The roots of peace lie in expectations and perceptions, in interests, and capabilities, in will. As more accommodation to change in these roots is facilitated through accepted procedures, needed adjustments are institutionalized, achieved compromises are imbedded in a larger framework of agreements, and required lower-level conflicts are free to modify expectations,. the more likely it is that a stable peace--especially a nonviolent peace--will develop.
This understanding is formalized in the Peacefostering Principle and six associated subprinciples in Table 10.3, to which I now turn.
Part of this disposition is the attitude, "I want to find a middle ground." But a part is also an appreciation that others, like ourselves, seek through a subjective fog to understand the world, find dignity, enhance their esteem, and satisfy their needs. It is a realization of our fallibility and that truth, beauty, and justice are often a matter of our personal perspective. It is an understanding of what a just peace is about.

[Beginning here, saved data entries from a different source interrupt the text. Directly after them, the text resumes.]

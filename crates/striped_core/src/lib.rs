//! Striped Executor Core Types
//!
//! This crate contains pure types and logic with no threads or I/O.
//! The scheduling kernel lives in `striped_runtime`.

#![warn(missing_docs)]
#![warn(clippy::all)]

pub mod config;
pub mod error;
pub mod id;
pub mod state;

// Re-exports
pub use config::ExecutorConfig;
pub use error::{ConfigError, CoreResult, PoolError, SubmitError, TaskError};
pub use id::TaskId;
pub use state::{AtomicState, ExecutorState};
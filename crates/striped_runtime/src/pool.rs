//! Worker pools.
//!
//! The executor never owns threads of its own. It schedules onto any
//! [`WorkerPool`]; [`ThreadPool`] is the fixed-size implementation used when
//! the executor is built from an [`ExecutorConfig`].

use crate::task::Job;
use parking_lot::{Condvar, Mutex};
use std::collections::VecDeque;
use std::panic::{AssertUnwindSafe, catch_unwind};
use std::sync::Arc;
use std::time::{Duration, Instant};
use striped_core::{ConfigError, ExecutorConfig, PoolError, TaskId};
use tracing::{debug, trace, warn};

/// A job the pool refused, handed back to the caller
#[derive(Debug, thiserror::Error)]
#[error("{error}: {task_id} not accepted")]
pub struct PoolRejection {
    task_id: TaskId,
    error: PoolError,
    job: Job,
}

impl PoolRejection {
    /// Wrap a refused job
    #[must_use]
    pub fn new(job: Job) -> Self {
        Self {
            task_id: job.task_id(),
            error: PoolError::Rejected,
            job,
        }
    }

    /// ID of the refused job
    #[must_use]
    pub const fn task_id(&self) -> TaskId {
        self.task_id
    }

    /// Why the job was refused
    #[must_use]
    pub fn error(&self) -> &PoolError {
        &self.error
    }

    /// Take the refused job back
    #[must_use]
    pub fn into_job(self) -> Job {
        self.job
    }
}

/// Error building a [`ThreadPool`]
#[derive(Debug, thiserror::Error)]
pub enum PoolBuildError {
    /// The configuration is invalid
    #[error(transparent)]
    Config(#[from] ConfigError),

    /// The OS refused to start a worker thread
    #[error("Failed to spawn worker thread {name}: {message}")]
    Spawn {
        /// Name of the thread that failed to start
        name: String,
        /// OS error message
        message: String,
    },
}

/// Concurrent execution substrate a striped executor schedules onto.
///
/// A pool runs submitted jobs, each at most once, in any order and with any
/// parallelism. A job never runs concurrently with itself.
pub trait WorkerPool: Send + Sync + 'static {
    /// Queue a job for execution.
    ///
    /// # Errors
    ///
    /// Returns the job inside a [`PoolRejection`] if the pool is shut down
    fn execute(&self, job: Job) -> Result<(), PoolRejection>;

    /// Stop accepting jobs; queued jobs still run
    fn shutdown(&self);

    /// Stop accepting jobs and return every queued job that has not started.
    ///
    /// Jobs already running are left to finish.
    fn shutdown_now(&self) -> Vec<Job>;

    /// Whether shutdown has been requested
    fn is_shutdown(&self) -> bool;

    /// Whether the pool is shut down and every worker has exited
    fn is_terminated(&self) -> bool;

    /// Block until terminated or `timeout` elapses; returns `is_terminated()`
    fn await_termination(&self, timeout: Duration) -> bool;
}

struct PoolState {
    backlog: VecDeque<Job>,
    shutdown: bool,
    live_workers: usize,
    busy_workers: usize,
}

impl PoolState {
    fn terminated(&self) -> bool {
        self.shutdown && self.live_workers == 0
    }
}

struct PoolShared {
    name: String,
    state: Mutex<PoolState>,
    job_ready: Condvar,
    all_stopped: Condvar,
}

/// Fixed-size pool of named OS threads sharing one FIFO backlog.
///
/// `shutdown` never blocks, so it is safe to call from one of the pool's own
/// workers. Dropping the pool shuts it down gracefully.
pub struct ThreadPool {
    shared: Arc<PoolShared>,
    workers: usize,
}

impl ThreadPool {
    /// Start `workers` threads named `<prefix>-<index>`
    ///
    /// # Errors
    ///
    /// Returns error if the config is invalid or a thread fails to spawn
    pub fn new(workers: usize, prefix: &str) -> Result<Self, PoolBuildError> {
        Self::from_config(
            &ExecutorConfig::new(workers).with_thread_name_prefix(prefix),
        )
    }

    /// Start a pool sized and named by `config`
    ///
    /// # Errors
    ///
    /// Returns error if the config is invalid or a thread fails to spawn
    pub fn from_config(config: &ExecutorConfig) -> Result<Self, PoolBuildError> {
        config.validate()?;

        let shared = Arc::new(PoolShared {
            name: config.thread_name_prefix.clone(),
            state: Mutex::new(PoolState {
                backlog: VecDeque::new(),
                shutdown: false,
                live_workers: 0,
                busy_workers: 0,
            }),
            job_ready: Condvar::new(),
            all_stopped: Condvar::new(),
        });
        let pool = Self {
            shared,
            workers: config.workers,
        };

        for index in 0..config.workers {
            let name = format!("{}-{}", config.thread_name_prefix, index);
            pool.shared.state.lock().live_workers += 1;
            let shared = Arc::clone(&pool.shared);
            let spawned = std::thread::Builder::new()
                .name(name.clone())
                .spawn(move || worker_loop(&shared));
            if let Err(err) = spawned {
                pool.shared.state.lock().live_workers -= 1;
                pool.shutdown();
                return Err(PoolBuildError::Spawn {
                    name,
                    message: err.to_string(),
                });
            }
        }

        debug!(pool = %pool.shared.name, workers = config.workers, "worker pool started");
        Ok(pool)
    }

    /// Number of worker threads the pool was started with
    #[must_use]
    pub const fn worker_count(&self) -> usize {
        self.workers
    }

    /// Jobs waiting for a free worker
    #[must_use]
    pub fn queued_jobs(&self) -> usize {
        self.shared.state.lock().backlog.len()
    }

    /// Workers currently running a job
    #[must_use]
    pub fn busy_workers(&self) -> usize {
        self.shared.state.lock().busy_workers
    }
}

fn worker_loop(shared: &PoolShared) {
    loop {
        let job = {
            let mut state = shared.state.lock();
            loop {
                if let Some(job) = state.backlog.pop_front() {
                    state.busy_workers += 1;
                    break Some(job);
                }
                if state.shutdown {
                    break None;
                }
                shared.job_ready.wait(&mut state);
            }
        };
        let Some(job) = job else { break };

        let task_id = job.task_id();
        trace!(%task_id, "worker picked up job");
        if catch_unwind(AssertUnwindSafe(|| job.run())).is_err() {
            warn!(%task_id, pool = %shared.name, "job panicked on worker thread");
        }
        shared.state.lock().busy_workers -= 1;
    }

    let mut state = shared.state.lock();
    state.live_workers -= 1;
    if state.live_workers == 0 {
        debug!(pool = %shared.name, "worker pool terminated");
        shared.all_stopped.notify_all();
    }
}

impl WorkerPool for ThreadPool {
    fn execute(&self, job: Job) -> Result<(), PoolRejection> {
        let mut state = self.shared.state.lock();
        if state.shutdown {
            return Err(PoolRejection::new(job));
        }
        state.backlog.push_back(job);
        drop(state);
        self.shared.job_ready.notify_one();
        Ok(())
    }

    fn shutdown(&self) {
        let mut state = self.shared.state.lock();
        if !state.shutdown {
            state.shutdown = true;
            debug!(pool = %self.shared.name, queued = state.backlog.len(), "worker pool shutting down");
        }
        drop(state);
        self.shared.job_ready.notify_all();
    }

    fn shutdown_now(&self) -> Vec<Job> {
        let mut state = self.shared.state.lock();
        state.shutdown = true;
        let drained: Vec<Job> = state.backlog.drain(..).collect();
        drop(state);
        self.shared.job_ready.notify_all();
        debug!(pool = %self.shared.name, discarded = drained.len(), "worker pool stopped");
        drained
    }

    fn is_shutdown(&self) -> bool {
        self.shared.state.lock().shutdown
    }

    fn is_terminated(&self) -> bool {
        self.shared.state.lock().terminated()
    }

    fn await_termination(&self, timeout: Duration) -> bool {
        let deadline = Instant::now() + timeout;
        let mut state = self.shared.state.lock();
        while !state.terminated() {
            if self.shared.all_stopped.wait_until(&mut state, deadline).timed_out() {
                return state.terminated();
            }
        }
        true
    }
}

impl Drop for ThreadPool {
    fn drop(&mut self) {
        self.shutdown();
    }
}

impl std::fmt::Display for ThreadPool {
    fn fmt(&self, f: &mut std::fmt::Formatter<'_>) -> std::fmt::Result {
        let state = self.shared.state.lock();
        write!(
            f,
            "ThreadPool({}: workers={}, busy={}, queued={}, shutdown={})",
            self.shared.name,
            self.workers,
            state.busy_workers,
            state.backlog.len(),
            state.shutdown
        )
    }
}

impl std::fmt::Debug for ThreadPool {
    fn fmt(&self, f: &mut std::fmt::Formatter<'_>) -> std::fmt::Result {
        std::fmt::Display::fmt(self, f)
    }
}

#[cfg(test)]
mod tests {
    use super::*;
    use std::sync::atomic::{AtomicUsize, Ordering};
    use std::sync::mpsc;

    #[test]
    fn test_pool_runs_jobs() {
        let pool = ThreadPool::new(2, "test-pool").unwrap();
        let counter = Arc::new(AtomicUsize::new(0));
        for _ in 0..10 {
            let counter = Arc::clone(&counter);
            pool.execute(Job::new(move || {
                counter.fetch_add(1, Ordering::SeqCst);
            }))
            .unwrap();
        }
        pool.shutdown();
        assert!(pool.await_termination(Duration::from_secs(5)));
        assert_eq!(counter.load(Ordering::SeqCst), 10);
    }

    #[test]
    fn test_pool_rejects_after_shutdown() {
        let pool = ThreadPool::new(1, "test-pool").unwrap();
        pool.shutdown();
        assert!(pool.is_shutdown());

        let job = Job::new(|| ());
        let task_id = job.task_id();
        let rejection = pool.execute(job).unwrap_err();
        assert_eq!(rejection.task_id(), task_id);
        assert_eq!(rejection.error(), &PoolError::Rejected);
        assert_eq!(rejection.into_job().task_id(), task_id);
    }

    #[test]
    fn test_pool_shutdown_now_returns_backlog() {
        let pool = ThreadPool::new(1, "test-pool").unwrap();
        let (started_tx, started_rx) = mpsc::channel();
        let (release_tx, release_rx) = mpsc::channel::<()>();

        pool.execute(Job::new(move || {
            started_tx.send(()).unwrap();
            release_rx.recv().unwrap();
        }))
        .unwrap();
        started_rx.recv().unwrap();

        let queued: Vec<TaskId> = (0..3)
            .map(|_| {
                let job = Job::new(|| ());
                let id = job.task_id();
                pool.execute(job).unwrap();
                id
            })
            .collect();

        let drained = pool.shutdown_now();
        let drained_ids: Vec<TaskId> = drained.iter().map(Job::task_id).collect();
        assert_eq!(drained_ids, queued);
        assert!(!pool.is_terminated());

        release_tx.send(()).unwrap();
        assert!(pool.await_termination(Duration::from_secs(5)));
    }

    #[test]
    fn test_pool_survives_panicking_job() {
        let pool = ThreadPool::new(1, "test-pool").unwrap();
        pool.execute(Job::new(|| panic!("boom"))).unwrap();

        let (tx, rx) = mpsc::channel();
        pool.execute(Job::new(move || tx.send(7).unwrap())).unwrap();
        assert_eq!(rx.recv_timeout(Duration::from_secs(5)).unwrap(), 7);
    }

    #[test]
    fn test_pool_await_termination_times_out() {
        let pool = ThreadPool::new(1, "test-pool").unwrap();
        assert!(!pool.await_termination(Duration::from_millis(20)));
        assert!(!pool.is_terminated());
    }

    #[test]
    fn test_pool_shutdown_from_worker() {
        let pool = Arc::new(ThreadPool::new(2, "test-pool").unwrap());
        let inner = Arc::clone(&pool);
        pool.execute(Job::new(move || inner.shutdown())).unwrap();
        assert!(pool.await_termination(Duration::from_secs(5)));
    }

    #[test]
    fn test_pool_invalid_config() {
        let err = ThreadPool::new(0, "test-pool").unwrap_err();
        assert!(matches!(err, PoolBuildError::Config(_)));
    }

    #[test]
    fn test_pool_display() {
        let pool = ThreadPool::new(3, "shown").unwrap();
        let s = pool.to_string();
        assert!(s.contains("shown"));
        assert!(s.contains("workers=3"));
        assert_eq!(pool.worker_count(), 3);
        assert_eq!(pool.queued_jobs(), 0);
    }
}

We are not inconsistent in believing ourselves right, acting on our beliefs, and being guided by our ethics, while realizing that we may be wrong. Belief in an absolute truth or justice that cannot be wrong has fueled some of the most violent upheavals in history. The change from "You are wrong!" to "You may be right" reduces the intensity of many a conflict. This does not mean that we should always compromise, suffer exploitation, or appease aggression or murderers. Nor should we split unreasonable demands down the middle. A disposition to compromise is simply a willingness to find common ground and a mutually beneficial exchange if the situation warrants.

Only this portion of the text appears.